Quando nos forçamos a reprimir o que sentimos, a carga dessa repressão acaba afetando em outras áreas da nossa vida. A ansiedade toma conta, e a criatividade, que precisa de espaço para respirar, fica sufocada. Por isso, se permitir sentir é também se permitir criar.
Além da perda: oprimindo as memórias
Quando falamos sobre o desejo de apagar a experiência de perda, seja qual tipo de perda for, estamos lidando com algo que vai muito além da ausência da pessoa. Trata-se de apagar toda uma história, as memórias que construímos e a relação vivida com essa pessoa.
Essa vontade de apagar não é só sobre eliminar o sentimento de saudade, mas de erradicar tudo o que aquela pessoa nos trouxe: as lições, os momentos compartilhados, o legado que, de certa forma ainda carregamos conosco.
É como se, ao tentar silenciar a dor, também tentássemos silenciar as memórias que nos fazem lembrar do que foi significativo.

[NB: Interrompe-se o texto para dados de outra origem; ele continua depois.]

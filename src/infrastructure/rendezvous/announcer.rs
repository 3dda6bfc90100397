use super::Rendezvous;
use crate::infrastructure::observability::HealthChecker;
use crate::shared::metrics::METRICS;
use std::net::SocketAddr;
use std::sync::Arc;
use std::time::Duration;
use tokio::task::JoinHandle;
use tokio::time::MissedTickBehavior;
use tokio_util::sync::CancellationToken;
use tracing::{debug, warn};

/// Announces `addr` under `topic` immediately and then every `interval`.
///
/// Failures are logged and retried on the next tick; they never stop the
/// loop. A failed announce marks `health` degraded until the next success.
/// Runs until `shutdown` fires.
pub fn spawn_announcer(
    rendezvous: Arc<dyn Rendezvous>,
    topic: String,
    addr: SocketAddr,
    interval: Duration,
    health: Arc<HealthChecker>,
    shutdown: CancellationToken,
) -> JoinHandle<()> {
    tokio::spawn(async move {
        let mut ticker = tokio::time::interval(interval.max(Duration::from_millis(1)));
        ticker.set_missed_tick_behavior(MissedTickBehavior::Delay);

        loop {
            tokio::select! {
                _ = shutdown.cancelled() => break,
                _ = ticker.tick() => {
                    match rendezvous.announce(&topic, addr).await {
                        Ok(()) => {
                            debug!(%topic, %addr, "announced");
                            health.mark_recovered();
                        }
                        Err(e) => {
                            warn!(%topic, %addr, "announce failed: {}", e);
                            METRICS.errors_total.with_label_values(&["announce"]).inc();
                            health.mark_degraded();
                        }
                    }
                }
            }
        }

        debug!(%topic, %addr, "announcer stopped");
    })
}
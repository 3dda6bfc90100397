/// Network backend implementations
///
/// - tokio: Async TCP with the Tokio runtime

pub mod tokio;

// Re-export backend implementations
pub use tokio::{connect, TokioConnection, TokioTransport};
/// Network layer
///
/// - `traits`: `Connection`, `NetworkTransport`, `PeerChannel`
/// - `codec`: JSON body codec for one frame
/// - `backends`: Tokio TCP transport with length-delimited framing
/// - `server`: accept loop feeding the request dispatcher
/// - `client`: rendezvous-driven fan-out to peers

pub mod backends;
pub mod client;
pub mod codec;
pub mod server;
pub mod traits;

pub use backends::TokioTransport;
pub use client::TcpPeerChannel;
pub use codec::{Codec, CodecError, JsonCodec};
pub use server::PeerServer;
pub use traits::{ChannelError, Connection, NetworkTransport, PeerChannel};
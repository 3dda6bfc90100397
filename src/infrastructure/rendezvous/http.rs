//! HTTP rendezvous service and client
//!
//! ## 端点
//! - `POST /announce` `{topic, addr}` → 204
//! - `POST /lookup` `{topic}` → `["ip:port", ...]`
//! - `GET /health` → 200

use super::memory::InMemoryRendezvous;
use super::{Rendezvous, RendezvousError};
use async_trait::async_trait;
use axum::{extract::State, http::StatusCode, routing::{get, post}, Json, Router};
use serde::{Deserialize, Serialize};
use std::net::SocketAddr;
use std::sync::Arc;
use std::time::Duration;
use tokio::net::TcpListener;
use tokio_util::sync::CancellationToken;
use tracing::{debug, info};

#[derive(Debug, Clone, Serialize, Deserialize)]
pub struct AnnounceRequest {
    pub topic: String,
    pub addr: String,
}

#[derive(Debug, Clone, Serialize, Deserialize)]
pub struct LookupRequest {
    pub topic: String,
}

/// Routes of the rendezvous service over a shared table
pub fn rendezvous_router(store: Arc<InMemoryRendezvous>) -> Router {
    Router::new()
        .route("/announce", post(announce_handler))
        .route("/lookup", post(lookup_handler))
        .route("/health", get(|| async { StatusCode::OK }))
        .with_state(store)
}

async fn announce_handler(
    State(store): State<Arc<InMemoryRendezvous>>,
    Json(request): Json<AnnounceRequest>,
) -> StatusCode {
    match request.addr.parse::<SocketAddr>() {
        Ok(addr) => {
            store.insert(&request.topic, addr);
            debug!(topic = %request.topic, %addr, "announce");
            StatusCode::NO_CONTENT
        }
        Err(_) => StatusCode::BAD_REQUEST,
    }
}

async fn lookup_handler(
    State(store): State<Arc<InMemoryRendezvous>>,
    Json(request): Json<LookupRequest>,
) -> Json<Vec<String>> {
    Json(
        store
            .live(&request.topic)
            .into_iter()
            .map(|addr| addr.to_string())
            .collect(),
    )
}

/// Serves the rendezvous API until `shutdown` fires
///
/// Expired entries are purged once per TTL.
pub async fn serve(
    listener: TcpListener,
    store: Arc<InMemoryRendezvous>,
    shutdown: CancellationToken,
) -> std::io::Result<()> {
    info!("rendezvous listening on {}", listener.local_addr()?);

    let purge_store = Arc::clone(&store);
    let purge_shutdown = shutdown.clone();
    tokio::spawn(async move {
        let mut interval = tokio::time::interval(purge_store.ttl().max(Duration::from_millis(10)));
        loop {
            tokio::select! {
                _ = purge_shutdown.cancelled() => break,
                _ = interval.tick() => purge_store.purge_expired(),
            }
        }
    });

    axum::serve(listener, rendezvous_router(store))
        .with_graceful_shutdown(async move { shutdown.cancelled().await })
        .await
}

/// Client for the HTTP rendezvous service
#[derive(Debug, Clone)]
pub struct HttpRendezvous {
    client: reqwest::Client,
    base_url: String,
}

impl HttpRendezvous {
    pub fn new(base_url: impl Into<String>, timeout: Duration) -> Result<Self, RendezvousError> {
        let client = reqwest::Client::builder().timeout(timeout).build()?;
        Ok(Self {
            client,
            base_url: base_url.into().trim_end_matches('/').to_string(),
        })
    }

    pub fn base_url(&self) -> &str {
        &self.base_url
    }
}

#[async_trait]
impl Rendezvous for HttpRendezvous {
    async fn announce(&self, topic: &str, addr: SocketAddr) -> Result<(), RendezvousError> {
        self.client
            .post(format!("{}/announce", self.base_url))
            .json(&AnnounceRequest {
                topic: topic.to_string(),
                addr: addr.to_string(),
            })
            .send()
            .await?
            .error_for_status()?;
        Ok(())
    }

    async fn lookup(&self, topic: &str) -> Result<Vec<SocketAddr>, RendezvousError> {
        let addrs: Vec<String> = self
            .client
            .post(format!("{}/lookup", self.base_url))
            .json(&LookupRequest {
                topic: topic.to_string(),
            })
            .send()
            .await?
            .error_for_status()?
            .json()
            .await?;

        addrs
            .into_iter()
            .map(|addr| {
                addr.parse()
                    .map_err(|_| RendezvousError::InvalidAddress(addr))
            })
            .collect()
    }
}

Como nossas experiências moldam nossas ideias
Quando a gente enfrenta o luto, as experiências se entrelaçam de um jeito que, muitas vezes, é difícil de perceber. A dor pode parecer uma barreira, uma espécie de muro que nos separa da nossa criatividade.

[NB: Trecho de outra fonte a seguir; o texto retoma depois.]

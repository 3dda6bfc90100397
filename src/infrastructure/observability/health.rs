//! Health Check
//!
//! 节点健康状态，供负载均衡器和监控系统使用
//!
//! ## 健康检查端点
//! - `/health` - 状态与详细信息
//! - `/health/ready` - 就绪检查（节点已监听并已宣告地址）
//! - `/health/live` - 存活检查（进程仍在运行）
//!
//! ## 响应格式
//! ```json
//! {
//!   "status": "healthy",
//!   "uptime_seconds": 3600,
//!   "version": "0.1.0",
//!   "timestamp": 1234567890
//! }
//! ```

use parking_lot::RwLock;
use serde::{Deserialize, Serialize};
use std::sync::Arc;
use std::time::{SystemTime, UNIX_EPOCH};

/// 健康状态
#[derive(Debug, Clone, Copy, PartialEq, Eq, Serialize, Deserialize)]
#[serde(rename_all = "lowercase")]
pub enum HealthStatus {
    /// 启动中（尚未监听）
    Starting,
    /// 健康
    Healthy,
    /// 降级（例如无法宣告地址）
    Degraded,
    /// 不健康（关闭中）
    Unhealthy,
}

/// 健康检查响应
#[derive(Debug, Clone, Serialize, Deserialize)]
pub struct HealthResponse {
    pub status: HealthStatus,
    pub uptime_seconds: u64,
    pub version: String,
    pub timestamp: u64,
    #[serde(skip_serializing_if = "Option::is_none")]
    pub details: Option<HealthDetails>,
}

/// 详细健康信息
#[derive(Debug, Clone, Serialize, Deserialize)]
pub struct HealthDetails {
    /// 节点对外服务地址
    #[serde(skip_serializing_if = "Option::is_none")]
    pub listen_addr: Option<String>,
    /// 宣告使用的主题
    pub topic: String,
    /// 当前入站连接数
    pub active_connections: u64,
}

/// 健康检查器
#[derive(Debug)]
pub struct HealthChecker {
    start_time: SystemTime,
    status: Arc<RwLock<HealthStatus>>,
    details: RwLock<Option<HealthDetails>>,
    version: String,
}

impl HealthChecker {
    pub fn new(version: impl Into<String>) -> Self {
        Self {
            start_time: SystemTime::now(),
            status: Arc::new(RwLock::new(HealthStatus::Starting)),
            details: RwLock::new(None),
            version: version.into(),
        }
    }

    /// 获取运行时间（秒）
    pub fn uptime_seconds(&self) -> u64 {
        self.start_time
            .elapsed()
            .map(|d| d.as_secs())
            .unwrap_or(0)
    }

    fn current_timestamp() -> u64 {
        SystemTime::now()
            .duration_since(UNIX_EPOCH)
            .map(|d| d.as_secs())
            .unwrap_or(0)
    }

    pub fn set_status(&self, status: HealthStatus) {
        *self.status.write() = status;
    }

    pub fn get_status(&self) -> HealthStatus {
        *self.status.read()
    }

    /// Healthy -> Degraded; other states are left alone
    pub fn mark_degraded(&self) {
        let mut status = self.status.write();
        if *status == HealthStatus::Healthy {
            *status = HealthStatus::Degraded;
        }
    }

    /// Degraded -> Healthy; other states are left alone
    pub fn mark_recovered(&self) {
        let mut status = self.status.write();
        if *status == HealthStatus::Degraded {
            *status = HealthStatus::Healthy;
        }
    }

    /// 设置 `/health` 附带的详细信息
    pub fn set_details(&self, details: HealthDetails) {
        *self.details.write() = Some(details);
    }

    pub fn check_health(&self) -> HealthResponse {
        HealthResponse {
            status: self.get_status(),
            uptime_seconds: self.uptime_seconds(),
            version: self.version.clone(),
            timestamp: Self::current_timestamp(),
            details: self.details.read().clone(),
        }
    }

    /// 存活检查（liveness probe）
    pub fn check_liveness(&self) -> bool {
        !matches!(self.get_status(), HealthStatus::Unhealthy)
    }

    /// 就绪检查（readiness probe）
    pub fn check_readiness(&self) -> bool {
        matches!(self.get_status(), HealthStatus::Healthy)
    }
}

impl Default for HealthChecker {
    fn default() -> Self {
        Self::new(env!("CARGO_PKG_VERSION"))
    }
}

#[cfg(test)]
mod tests {
    use super::*;

    #[test]
    fn test_health_checker_starts_not_ready() {
        let checker = HealthChecker::new("1.0.0");
        assert_eq!(checker.get_status(), HealthStatus::Starting);
        assert!(checker.check_liveness());
        assert!(!checker.check_readiness());
    }

    #[test]
    fn test_readiness_probe() {
        let checker = HealthChecker::new("1.0.0");

        checker.set_status(HealthStatus::Healthy);
        assert!(checker.check_readiness());

        checker.set_status(HealthStatus::Degraded);
        assert!(!checker.check_readiness());
        assert!(checker.check_liveness());

        checker.set_status(HealthStatus::Unhealthy);
        assert!(!checker.check_readiness());
        assert!(!checker.check_liveness());
    }

    #[test]
    fn test_degrade_and_recover_only_from_serving_states() {
        let checker = HealthChecker::new("1.0.0");

        // 启动阶段不受影响
        checker.mark_degraded();
        assert_eq!(checker.get_status(), HealthStatus::Starting);

        checker.set_status(HealthStatus::Healthy);
        checker.mark_degraded();
        assert_eq!(checker.get_status(), HealthStatus::Degraded);
        checker.mark_recovered();
        assert_eq!(checker.get_status(), HealthStatus::Healthy);

        checker.set_status(HealthStatus::Unhealthy);
        checker.mark_recovered();
        assert_eq!(checker.get_status(), HealthStatus::Unhealthy);
    }

    #[test]
    fn test_health_response_with_details() {
        let checker = HealthChecker::new("1.0.0");
        assert!(checker.check_health().details.is_none());

        checker.set_details(HealthDetails {
            listen_addr: Some("127.0.0.1:4000".into()),
            topic: "exchange_orders".into(),
            active_connections: 2,
        });
        let response = checker.check_health();
        assert_eq!(response.version, "1.0.0");
        assert!(response.timestamp > 0);
        assert_eq!(response.details.unwrap().topic, "exchange_orders");
    }

    #[test]
    fn test_serialization() {
        let response = HealthResponse {
            status: HealthStatus::Healthy,
            uptime_seconds: 3600,
            version: "1.0.0".to_string(),
            timestamp: 1234567890,
            details: None,
        };

        let json = serde_json::to_string(&response).unwrap();
        assert!(json.contains("\"healthy\""));
        assert!(json.contains("3600"));
        assert!(!json.contains("details"));
    }
}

Mas aqui vai uma verdade: a criatividade não é só sobre repetir o que já vivemos. Ela também é sobre transformar o que nos aconteceu em algo novo. — Quem lançou essa verdade nem fui eu, mas Vygotsky.
E, olha, nosso cérebro não é apenas uma máquina de lembrar, tipo um HD antigo que só reproduz arquivos. Ele cria e reinventa! Se a gente só reproduzisse o que já conhecemos, seríamos como um disco arranhado, presos no mesmo lugar, sem conseguir tocar música — a vida — como ela pede.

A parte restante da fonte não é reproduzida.